Membrane-associated leucine aminopeptidase (EC 3.4.11.1, LAP) has been purified to homogeneity from Schistosoma mansoni egg homogenates by a combination of ultracentrifugation, chromatofocusing, and molecular sieve chromatography. A 260-fold increase in specific activity was observed after purification. This is a metalloenzyme, containing carbohydrate moieties. Optimal enzyme activity was found at neutral pH. Enzyme activity was measured using L-leucine-7-amino-4-trifluoromethylcoumarin (L-Leu-AFC); in addition, schistosome egg LAP hydrolyzed a variety of other aminopeptidase substrates. Hydrolysis of L-Leu-AFC was inhibited by a number of aminopeptidase inhibitors, including 1,10-phenanthroline, bestatin, and amastatin.

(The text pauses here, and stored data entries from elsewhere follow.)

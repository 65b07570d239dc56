use crate::env::{CellSet, Observation, PlayerRelative};

/// Discretised view of an observation, used as the Q-table key.
#[derive(Debug, Copy, Clone, PartialEq, Eq, Hash, Default)]
pub struct StateDescriptor {
    pub selected: bool,
    pub on_target: bool,
}

impl StateDescriptor {
    pub fn new(selected: bool, on_target: bool) -> Self {
        Self {
            selected,
            on_target,
        }
    }
}

pub fn target_cells(obs: &Observation) -> CellSet {
    obs.cells_of(PlayerRelative::Neutral)
}

/// A hidden unit or a missing target counts as "not on target".
pub fn extract_state(obs: &Observation) -> StateDescriptor {
    let selected: bool = obs.selected().iter().any(|v| *v != 0);
    let target: CellSet = target_cells(obs);
    let on_target: bool = match obs.cells_of(PlayerRelative::SelfUnit).mean() {
        Some((row, col)) => target.box_contains(row, col),
        None => false,
    };
    StateDescriptor::new(selected, on_target)
}

#[cfg(test)]
mod tests {
    use super::*;
    use crate::env::CommandKind;
    use ndarray::Array2;

    fn observation(unit: &[(usize, usize)], target: &[(usize, usize)], selected: bool) -> Observation {
        let mut player_relative: Array2<u8> = Array2::zeros((8, 8));
        let mut selection: Array2<u8> = Array2::zeros((8, 8));
        for &(r, c) in target {
            player_relative[[r, c]] = PlayerRelative::Neutral as u8;
        }
        for &(r, c) in unit {
            player_relative[[r, c]] = PlayerRelative::SelfUnit as u8;
            if selected {
                selection[[r, c]] = 1;
            }
        }
        Observation::new(player_relative, selection, vec![CommandKind::NoOp])
    }

    #[test]
    fn unit_inside_target_box() {
        let obs = observation(&[(3, 3)], &[(2, 2), (4, 4)], true);
        assert_eq!(extract_state(&obs), StateDescriptor::new(true, true));
    }

    #[test]
    fn unit_outside_target_box() {
        let obs = observation(&[(6, 6), (6, 7)], &[(1, 1), (2, 2)], false);
        assert_eq!(extract_state(&obs), StateDescriptor::new(false, false));
    }

    #[test]
    fn mean_position_decides() {
        // cells straddle the box edge, the mean (2, 3) is inside
        let obs = observation(&[(2, 1), (2, 5)], &[(1, 2), (3, 4)], false);
        assert!(extract_state(&obs).on_target);
    }

    #[test]
    fn hidden_unit_is_not_on_target() {
        let obs = observation(&[], &[(1, 1)], false);
        assert_eq!(extract_state(&obs), StateDescriptor::default());
    }

    #[test]
    fn missing_target_is_not_on_target() {
        let obs = observation(&[(1, 1)], &[], true);
        assert_eq!(extract_state(&obs), StateDescriptor::new(true, false));
    }
}
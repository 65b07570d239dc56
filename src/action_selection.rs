mod epsilon_greedy;
mod greedy;

use enum_dispatch::enum_dispatch;
use std::hash::Hash;

use crate::policy::QTable;

pub use epsilon_greedy::{EpsilonGreedy, ExponentialDecay};
pub use greedy::Greedy;

#[enum_dispatch]
pub trait ActionSelection<const COUNT: usize> {
    fn get_action<T: Hash + PartialEq + Eq + Clone>(
        &mut self,
        table: &mut QTable<T, COUNT>,
        obs: &T,
        step: u64,
    ) -> usize;
    fn exploration_rate(&self, step: u64) -> f64;
}

#[derive(Debug, Clone)]
#[enum_dispatch(ActionSelection<COUNT>)]
pub enum EnumActionSelection<const COUNT: usize> {
    EpsilonGreedy(EpsilonGreedy<COUNT>),
    Greedy(Greedy<COUNT>),
}
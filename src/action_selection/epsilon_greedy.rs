use rand::rngs::StdRng;
use rand::{distributions::Uniform, prelude::Distribution, SeedableRng};
use std::hash::Hash;

use super::ActionSelection;
use crate::policy::QTable;

/// `end + (start - end) * exp(-step / decay_steps)`. Built through
/// [`ExponentialDecay::new`] so `decay_steps` is always positive.
#[derive(Debug, Clone, Copy, PartialEq)]
pub struct ExponentialDecay {
    start: f64,
    end: f64,
    decay_steps: f64,
}

impl Default for ExponentialDecay {
    fn default() -> Self {
        Self {
            start: 0.9,
            end: 0.025,
            decay_steps: 10_000.0,
        }
    }
}

impl ExponentialDecay {
    pub fn new(start: f64, end: f64, decay_steps: f64) -> Self {
        assert!(decay_steps > 0.0, "decay_steps must be positive");
        Self {
            start,
            end,
            decay_steps,
        }
    }

    /// Decay constant taken as a fraction of the whole run length.
    pub fn over_run(
        start: f64,
        end: f64,
        exploration_time: f64,
        n_episodes: u128,
        max_steps: u128,
    ) -> Self {
        let total_steps: f64 = (n_episodes * max_steps) as f64;
        Self::new(start, end, (exploration_time * total_steps).max(1.0))
    }

    pub fn start(&self) -> f64 {
        self.start
    }

    pub fn end(&self) -> f64 {
        self.end
    }

    pub fn decay_steps(&self) -> f64 {
        self.decay_steps
    }

    pub fn rate(&self, step: u64) -> f64 {
        self.end + (self.start - self.end) * (-(step as f64) / self.decay_steps).exp()
    }
}

#[derive(Debug, Clone)]
pub struct EpsilonGreedy<const COUNT: usize> {
    exploration_decider: Uniform<f64>,
    rand_action_selecter: Uniform<usize>,
    schedule: ExponentialDecay,
    rng: StdRng,
}

impl<const COUNT: usize> EpsilonGreedy<COUNT> {
    pub fn new(schedule: ExponentialDecay, seed: u64) -> Self {
        Self {
            exploration_decider: Uniform::from(0.0..1.0),
            rand_action_selecter: Uniform::from(0..COUNT),
            schedule,
            rng: StdRng::seed_from_u64(seed),
        }
    }

    pub fn schedule(&self) -> &ExponentialDecay {
        &self.schedule
    }

    fn should_explore(&mut self, step: u64) -> bool {
        self.exploration_decider.sample(&mut self.rng) < self.schedule.rate(step)
    }
}

impl<const COUNT: usize> ActionSelection<COUNT> for EpsilonGreedy<COUNT> {
    fn get_action<T: Hash + PartialEq + Eq + Clone>(
        &mut self,
        table: &mut QTable<T, COUNT>,
        obs: &T,
        step: u64,
    ) -> usize {
        if self.should_explore(step) {
            self.rand_action_selecter.sample(&mut self.rng)
        } else {
            table.greedy_action(obs)
        }
    }

    fn exploration_rate(&self, step: u64) -> f64 {
        self.schedule.rate(step)
    }
}
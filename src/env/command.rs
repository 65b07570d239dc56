/// Primitive commands understood by the environment.
///
/// Coordinates follow the screen convention: `x` is the column and `y` the
/// row of the observation maps.
#[derive(Debug, Copy, Clone, PartialEq, Eq, Hash)]
pub enum Command {
    NoOp,
    SelectAll,
    SelectPoint { x: usize, y: usize },
    Move { x: usize, y: usize },
}

#[derive(Debug, Copy, Clone, PartialEq, Eq, Hash)]
pub enum CommandKind {
    NoOp,
    SelectAll,
    SelectPoint,
    Move,
}

impl Command {
    pub fn kind(&self) -> CommandKind {
        match self {
            Command::NoOp => CommandKind::NoOp,
            Command::SelectAll => CommandKind::SelectAll,
            Command::SelectPoint { .. } => CommandKind::SelectPoint,
            Command::Move { .. } => CommandKind::Move,
        }
    }

    pub fn target(&self) -> Option<(usize, usize)> {
        match *self {
            Command::SelectPoint { x, y } | Command::Move { x, y } => Some((x, y)),
            _ => None,
        }
    }
}
use rand::rngs::StdRng;
use rand::SeedableRng;

use super::{Agent, Decision};
use crate::action::{resolve, Action};
use crate::env::{CellSet, CommandKind, Observation};
use crate::state::{extract_state, target_cells, StateDescriptor};

/// Hand-written baseline: select the unit until moving is possible, then
/// walk straight to the beacon.
#[derive(Debug, Clone)]
pub struct ScriptedAgent {
    rng: StdRng,
}

impl ScriptedAgent {
    pub fn new(seed: u64) -> Self {
        Self {
            rng: StdRng::seed_from_u64(seed),
        }
    }
}

impl Agent for ScriptedAgent {
    fn step(&mut self, obs: &Observation) -> Decision {
        let state: StateDescriptor = extract_state(obs);
        let target: CellSet = target_cells(obs);
        let action: Action = if !obs.is_available(CommandKind::Move) {
            Action::SelectUnit
        } else if target.is_empty() {
            Action::NoOp
        } else {
            Action::MoveToTarget
        };
        let command = resolve(action.into(), &state, obs, &target, &mut self.rng);
        Decision {
            state,
            action: action.into(),
            command,
        }
    }

    fn reset(&mut self) {}
}
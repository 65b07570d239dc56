mod q_agent;
mod scripted_agent;

pub use q_agent::{BeaconQTable, QAgent};
pub use scripted_agent::ScriptedAgent;

use crate::env::{Command, Observation};
use crate::state::StateDescriptor;

/// Everything the training loop needs to learn from one step once the
/// environment has answered.
#[derive(Debug, Clone, Copy, PartialEq)]
pub struct Decision {
    pub state: StateDescriptor,
    pub action: usize,
    pub command: Command,
}

pub trait Agent {
    fn step(&mut self, obs: &Observation) -> Decision;

    fn reset(&mut self);
}
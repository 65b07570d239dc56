mod cells;
mod command;
mod move_to_beacon;
mod observation;

use thiserror::Error;

pub use cells::CellSet;
pub use command::{Command, CommandKind};
pub use move_to_beacon::{MoveToBeaconConfig, MoveToBeaconEnv};
pub use observation::{Observation, PlayerRelative};

/// Side length of the square screen every observation is laid out on.
pub const SCREEN_SIZE: usize = 64;

#[derive(Debug, Clone, PartialEq, Error)]
pub enum EnvError {
    #[error("environment is not ready to receive commands, call reset first")]
    NotReady,
    #[error("command {0:?} is not available in the current observation")]
    CommandUnavailable(CommandKind),
    #[error("coordinate ({x}, {y}) lies outside the {size}x{size} screen")]
    OutOfBounds { x: usize, y: usize, size: usize },
}

pub trait Env {
    fn reset(&mut self) -> Observation;
    fn step(&mut self, command: &Command) -> Result<(Observation, f64, bool), EnvError>;
    fn render(&self) -> String;
}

膜相关亮氨酸氨肽酶(EC 3.4.11.1,LAP)已通过超速离心、色谱聚焦和分子筛色谱相结合的方法从曼氏血吸虫卵匀浆中纯化至同质。纯化后比活性提高了260倍。这是一种金属酶,含有碳水化合物部分。在中性pH值下发现最佳酶活性。使用L-亮氨酸-7-氨基-4-三氟甲基香豆素(L-Leu-AFC)测量酶活性;此外,血吸虫卵LAP还能水解多种其他氨肽酶底物。L-Leu-AFC的水解受到多种氨肽酶抑制剂的抑制,包括1,10-菲咯啉、贝司他汀和抑氨肽酶素。